**Required work:** Report all lines of the records that contain "Timeout".

** Record set follows **

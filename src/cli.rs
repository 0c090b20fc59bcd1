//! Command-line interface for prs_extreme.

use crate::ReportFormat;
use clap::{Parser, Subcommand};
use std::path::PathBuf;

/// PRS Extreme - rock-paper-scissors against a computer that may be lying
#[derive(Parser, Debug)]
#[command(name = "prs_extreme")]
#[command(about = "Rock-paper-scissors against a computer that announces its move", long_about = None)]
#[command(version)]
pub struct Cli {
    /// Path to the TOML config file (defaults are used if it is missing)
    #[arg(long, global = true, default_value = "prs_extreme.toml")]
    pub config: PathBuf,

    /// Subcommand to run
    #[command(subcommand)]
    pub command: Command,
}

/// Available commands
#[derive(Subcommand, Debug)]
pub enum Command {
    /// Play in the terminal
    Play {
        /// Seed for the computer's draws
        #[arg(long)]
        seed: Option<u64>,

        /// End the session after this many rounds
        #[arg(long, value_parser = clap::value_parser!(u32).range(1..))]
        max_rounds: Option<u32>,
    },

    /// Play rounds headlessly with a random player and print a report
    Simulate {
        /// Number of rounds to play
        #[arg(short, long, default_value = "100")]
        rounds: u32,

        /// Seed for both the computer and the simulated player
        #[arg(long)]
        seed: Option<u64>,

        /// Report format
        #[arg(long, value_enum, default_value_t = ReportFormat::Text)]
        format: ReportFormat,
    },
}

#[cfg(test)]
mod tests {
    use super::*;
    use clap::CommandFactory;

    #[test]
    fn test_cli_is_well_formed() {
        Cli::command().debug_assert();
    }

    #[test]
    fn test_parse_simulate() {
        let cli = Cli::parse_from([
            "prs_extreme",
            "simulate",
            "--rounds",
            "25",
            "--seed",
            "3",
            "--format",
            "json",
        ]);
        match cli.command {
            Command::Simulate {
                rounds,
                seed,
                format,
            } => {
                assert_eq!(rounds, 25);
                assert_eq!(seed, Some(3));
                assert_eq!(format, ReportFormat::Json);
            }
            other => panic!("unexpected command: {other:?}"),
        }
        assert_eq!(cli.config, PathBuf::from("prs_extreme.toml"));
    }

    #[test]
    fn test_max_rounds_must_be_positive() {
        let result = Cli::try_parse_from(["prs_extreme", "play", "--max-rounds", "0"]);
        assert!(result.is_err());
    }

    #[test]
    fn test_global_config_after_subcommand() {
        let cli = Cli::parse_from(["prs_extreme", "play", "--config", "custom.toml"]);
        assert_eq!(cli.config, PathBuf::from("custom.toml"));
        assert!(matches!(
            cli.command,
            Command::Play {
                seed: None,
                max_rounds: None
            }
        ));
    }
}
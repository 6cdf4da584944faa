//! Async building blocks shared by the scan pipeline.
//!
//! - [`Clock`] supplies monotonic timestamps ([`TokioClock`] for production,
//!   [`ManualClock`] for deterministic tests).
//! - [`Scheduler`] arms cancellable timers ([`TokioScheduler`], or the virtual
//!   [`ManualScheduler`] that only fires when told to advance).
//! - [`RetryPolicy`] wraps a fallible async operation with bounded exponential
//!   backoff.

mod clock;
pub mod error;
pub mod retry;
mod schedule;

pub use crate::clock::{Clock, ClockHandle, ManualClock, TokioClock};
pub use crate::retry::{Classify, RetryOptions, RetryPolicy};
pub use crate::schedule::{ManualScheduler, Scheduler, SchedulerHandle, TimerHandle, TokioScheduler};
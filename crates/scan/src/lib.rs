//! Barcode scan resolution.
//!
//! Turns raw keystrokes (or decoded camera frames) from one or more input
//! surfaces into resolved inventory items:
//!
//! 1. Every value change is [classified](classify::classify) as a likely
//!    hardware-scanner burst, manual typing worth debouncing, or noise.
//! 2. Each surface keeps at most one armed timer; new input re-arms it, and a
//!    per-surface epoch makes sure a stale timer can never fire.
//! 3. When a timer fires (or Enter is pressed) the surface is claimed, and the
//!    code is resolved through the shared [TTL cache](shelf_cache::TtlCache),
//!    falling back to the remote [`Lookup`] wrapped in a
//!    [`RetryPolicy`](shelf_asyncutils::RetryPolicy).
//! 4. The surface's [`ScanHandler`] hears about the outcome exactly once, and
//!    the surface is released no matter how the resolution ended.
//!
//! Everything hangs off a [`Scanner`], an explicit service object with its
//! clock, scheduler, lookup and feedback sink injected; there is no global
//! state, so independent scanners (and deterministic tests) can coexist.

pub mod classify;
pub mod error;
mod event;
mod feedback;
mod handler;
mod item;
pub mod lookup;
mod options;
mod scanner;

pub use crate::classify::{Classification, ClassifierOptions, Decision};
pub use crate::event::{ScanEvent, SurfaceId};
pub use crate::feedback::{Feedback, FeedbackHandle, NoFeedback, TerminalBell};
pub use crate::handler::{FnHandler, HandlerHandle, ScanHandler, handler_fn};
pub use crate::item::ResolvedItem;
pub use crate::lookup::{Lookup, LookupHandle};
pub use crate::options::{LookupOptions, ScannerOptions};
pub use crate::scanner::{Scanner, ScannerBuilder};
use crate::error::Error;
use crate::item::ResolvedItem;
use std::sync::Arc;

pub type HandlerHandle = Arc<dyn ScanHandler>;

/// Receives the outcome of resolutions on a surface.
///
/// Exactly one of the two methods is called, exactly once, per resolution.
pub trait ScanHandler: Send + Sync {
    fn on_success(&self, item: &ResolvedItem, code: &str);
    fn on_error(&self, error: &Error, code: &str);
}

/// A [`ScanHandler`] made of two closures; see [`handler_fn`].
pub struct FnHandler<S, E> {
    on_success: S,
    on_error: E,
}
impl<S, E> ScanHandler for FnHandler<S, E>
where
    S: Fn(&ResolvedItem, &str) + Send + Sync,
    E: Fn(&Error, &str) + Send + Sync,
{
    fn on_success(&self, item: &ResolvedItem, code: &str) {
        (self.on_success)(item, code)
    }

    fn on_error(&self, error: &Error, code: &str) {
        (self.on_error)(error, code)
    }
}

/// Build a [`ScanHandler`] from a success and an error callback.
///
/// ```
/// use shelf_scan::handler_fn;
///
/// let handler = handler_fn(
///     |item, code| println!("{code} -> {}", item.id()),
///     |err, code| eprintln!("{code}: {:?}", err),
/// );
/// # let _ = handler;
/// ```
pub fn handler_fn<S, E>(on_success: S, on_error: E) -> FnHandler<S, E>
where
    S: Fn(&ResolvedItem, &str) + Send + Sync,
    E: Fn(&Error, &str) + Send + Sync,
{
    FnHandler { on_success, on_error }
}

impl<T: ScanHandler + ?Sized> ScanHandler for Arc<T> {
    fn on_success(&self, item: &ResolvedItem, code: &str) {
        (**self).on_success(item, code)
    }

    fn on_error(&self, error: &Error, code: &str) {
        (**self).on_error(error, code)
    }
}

** End of Record set **
** Record set follows **

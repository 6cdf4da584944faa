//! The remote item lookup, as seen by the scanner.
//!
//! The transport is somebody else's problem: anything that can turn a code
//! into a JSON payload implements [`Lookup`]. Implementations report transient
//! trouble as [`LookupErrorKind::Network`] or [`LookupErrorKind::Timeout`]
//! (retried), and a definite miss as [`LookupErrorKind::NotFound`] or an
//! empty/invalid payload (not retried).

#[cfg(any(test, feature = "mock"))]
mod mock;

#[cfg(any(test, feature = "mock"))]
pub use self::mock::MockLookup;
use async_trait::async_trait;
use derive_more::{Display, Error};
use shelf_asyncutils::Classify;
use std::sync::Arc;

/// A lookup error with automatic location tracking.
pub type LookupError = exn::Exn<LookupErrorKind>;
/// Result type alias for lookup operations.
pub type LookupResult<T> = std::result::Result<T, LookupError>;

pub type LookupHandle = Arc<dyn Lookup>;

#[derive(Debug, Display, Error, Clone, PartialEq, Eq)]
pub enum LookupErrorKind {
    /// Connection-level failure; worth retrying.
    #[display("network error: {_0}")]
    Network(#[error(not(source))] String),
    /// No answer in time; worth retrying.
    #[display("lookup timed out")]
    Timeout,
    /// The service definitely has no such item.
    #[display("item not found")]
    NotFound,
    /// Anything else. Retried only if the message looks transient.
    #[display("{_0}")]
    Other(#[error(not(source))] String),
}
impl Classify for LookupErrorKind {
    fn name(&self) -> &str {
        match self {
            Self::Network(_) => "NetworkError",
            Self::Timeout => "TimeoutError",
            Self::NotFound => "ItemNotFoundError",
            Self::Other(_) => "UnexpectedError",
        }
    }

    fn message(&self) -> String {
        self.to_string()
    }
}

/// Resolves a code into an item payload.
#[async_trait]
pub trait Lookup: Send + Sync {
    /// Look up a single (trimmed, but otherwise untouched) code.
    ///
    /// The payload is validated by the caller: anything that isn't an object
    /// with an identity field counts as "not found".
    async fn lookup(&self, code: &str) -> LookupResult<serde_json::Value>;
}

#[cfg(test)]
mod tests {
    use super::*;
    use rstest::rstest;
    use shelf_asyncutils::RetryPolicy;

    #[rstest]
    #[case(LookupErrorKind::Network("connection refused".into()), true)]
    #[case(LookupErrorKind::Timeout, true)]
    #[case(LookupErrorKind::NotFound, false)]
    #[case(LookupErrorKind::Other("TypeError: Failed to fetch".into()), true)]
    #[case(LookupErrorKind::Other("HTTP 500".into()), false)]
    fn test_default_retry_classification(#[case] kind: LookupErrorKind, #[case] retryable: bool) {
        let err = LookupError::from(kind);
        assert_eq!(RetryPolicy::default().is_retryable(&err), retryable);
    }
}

** End of Record set **

**Response to this exercise:**
//! trouble as [`LookupErrorKind::Network`] or [`LookupErrorKind::Timeout`]
    Timeout,
            Self::Timeout => "TimeoutError",
    #[case(LookupErrorKind::Timeout, true)]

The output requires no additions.